No último mês, a comunicação social fez
eco de um número invulgar de notícias relacionadas com más práticas médicas.
Primeiro foi o caso da mega fraude ao
sistema nacional de saúde através da prescrição indevida de medicamentos, em seguida,
a alegada descoberta da existência médicos em acumulação ilegal de funções
públicas com funções privadas e finalmente, os salários excessivos auferidos por
alguns médicos no setor público.
Como se trata de casos ainda sob
investigação (pelo Ministério Publico e/ou pela Inspeção Geral das Atividades em Saúde – IGAS), fica
perceção de que existe na classe médica, forte suspeita de más práticas
generalizadas.
Ficámos ainda a saber que os tribunais demoram, em média, oito
anos, a proferir uma sentença nos casos de negligência médica.
No âmbito da responsabilidade criminal (ou civil) relativa àa prática
de atos médicos, cumpre à justiça averiguar se o ato médico em
causa, se mostra conforme à legis artis
vigente. Esta investigação é sempre complexa dado que suscita inúmeros
problemas na fase de recolha da prova, designadamente dificuldades na obtenção
do respectivo processo clínico e demais elementos probatórios, análise minuciosa
dos actos médicos por peritos (regra geral, outros médicos da mesma especialidade).

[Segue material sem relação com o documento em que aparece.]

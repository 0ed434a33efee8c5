//! # Errors
//!
//! campus keeps a deliberately small error taxonomy:
//! - `NotFound` is the only failure the in-memory services produce
//! - `NetworkError` is what a store reports when a service call itself fails
//! - the rest exist for the route gate and for real backends swapped in later
//!
//! A `PortalError` travels inside `anyhow::Error`, so any layer can return
//! `anyhow::Result` and callers can still recover the structured kind.

use std::fmt;

use anyhow::Error as AnyError;

/// A convenience result type for campus APIs.
pub type PortalResult<T> = std::result::Result<T, AnyError>;

#[derive(Debug, Clone, Copy, PartialEq, Eq, Hash)]
pub enum ErrorKind {
    BadRequest,
    NotAuthenticated,
    NotFound,
    NotImplemented,
    NetworkError,
    GeneralError,
}

impl ErrorKind {
    /// Stable snake_case code, also used as `errorKind` on the wire.
    pub fn code(&self) -> &'static str {
        match self {
            ErrorKind::BadRequest => "bad_request",
            ErrorKind::NotAuthenticated => "not_authenticated",
            ErrorKind::NotFound => "not_found",
            ErrorKind::NotImplemented => "not_implemented",
            ErrorKind::NetworkError => "network_error",
            ErrorKind::GeneralError => "general_error",
        }
    }

    /// Inverse of [`ErrorKind::code`]. Unknown codes map to `GeneralError`.
    pub fn from_code(code: &str) -> Self {
        match code {
            "bad_request" => ErrorKind::BadRequest,
            "not_authenticated" => ErrorKind::NotAuthenticated,
            "not_found" => ErrorKind::NotFound,
            "not_implemented" => ErrorKind::NotImplemented,
            "network_error" => ErrorKind::NetworkError,
            _ => ErrorKind::GeneralError,
        }
    }
}

impl fmt::Display for ErrorKind {
    fn fmt(&self, f: &mut fmt::Formatter<'_>) -> fmt::Result {
        f.write_str(self.code())
    }
}

/// A structured campus error that can live inside `anyhow::Error`.
#[derive(Debug)]
pub struct PortalError {
    pub kind: ErrorKind,
    pub message: String,
    pub source: Option<AnyError>,
}

impl PortalError {
    pub fn new(kind: ErrorKind, message: impl Into<String>) -> Self {
        Self {
            kind,
            message: message.into(),
            source: None,
        }
    }

    pub fn with_source(mut self, source: AnyError) -> Self {
        self.source = Some(source);
        self
    }

    /// Convert into `anyhow::Error`.
    pub fn into_anyhow(self) -> AnyError {
        AnyError::new(self)
    }

    /// Find a `PortalError` anywhere in an `anyhow` chain.
    pub fn from_anyhow(err: &AnyError) -> Option<&PortalError> {
        err.chain().find_map(|e| e.downcast_ref::<PortalError>())
    }

    /// Turn any error into a PortalError:
    /// - if it's already a PortalError, keep it
    /// - otherwise wrap as GeneralError
    pub fn normalize(err: AnyError) -> PortalError {
        match err.downcast::<PortalError>() {
            Ok(portal) => portal,
            Err(other) => PortalError::new(ErrorKind::GeneralError, other.to_string()).with_source(other),
        }
    }

    /// True when `err` carries a `NotFound` PortalError.
    pub fn is_not_found(err: &AnyError) -> bool {
        Self::from_anyhow(err).is_some_and(|e| e.kind == ErrorKind::NotFound)
    }

    pub fn bad_request(msg: impl Into<String>) -> Self {
        Self::new(ErrorKind::BadRequest, msg)
    }
    pub fn not_authenticated(msg: impl Into<String>) -> Self {
        Self::new(ErrorKind::NotAuthenticated, msg)
    }
    pub fn not_found(msg: impl Into<String>) -> Self {
        Self::new(ErrorKind::NotFound, msg)
    }
    pub fn not_implemented(msg: impl Into<String>) -> Self {
        Self::new(ErrorKind::NotImplemented, msg)
    }
    pub fn network_error(msg: impl Into<String>) -> Self {
        Self::new(ErrorKind::NetworkError, msg)
    }
    pub fn general_error(msg: impl Into<String>) -> Self {
        Self::new(ErrorKind::GeneralError, msg)
    }
}

impl fmt::Display for PortalError {
    fn fmt(&self, f: &mut fmt::Formatter<'_>) -> fmt::Result {
        write!(f, "{}: {}", self.kind, self.message)
    }
}

impl std::error::Error for PortalError {
    fn source(&self) -> Option<&(dyn std::error::Error + 'static)> {
        self.source
            .as_ref()
            .map(|e| e.as_ref() as &(dyn std::error::Error + 'static))
    }
}

/// Bail out of an `anyhow::Result` function with a `PortalError`.
#[macro_export]
macro_rules! bail_portal {
    ($ctor:ident, $msg:expr) => {
        return Err($crate::errors::PortalError::$ctor($msg).into_anyhow());
    };
    ($ctor:ident, $fmt:expr, $($arg:tt)*) => {
        return Err($crate::errors::PortalError::$ctor(format!($fmt, $($arg)*)).into_anyhow());
    };
}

Embora possa haver a perceção que os
processos de negligência médica são mais demorados, a verdade é que a lentidão
da justiça é comum a todos os processos e não uma característica especifica dos
processos relacionados com atos médicos.
A coincidência destas notícias
negativas para a classe médica não será certamente alheia à recente greve dos
médicos em defesa do Serviço Nacional de Saúde. Assim, parece manifesto existir
interesses no enfraquecimento de uma classe prestigiada, ampliando-se exemplos
de uns tantos prevaricadores que de modo algum refletem a postura dos médicos.
Nestes conturbados tempos, os atos
médicos tenderão a ser analisados à lupa, tudo levando a crer que venhamos a
ter cada vez mais notícias “ampliadas” sobre negligência médica com o
consequente impacto negativo na classe e no Serviço Nacional de Saúde.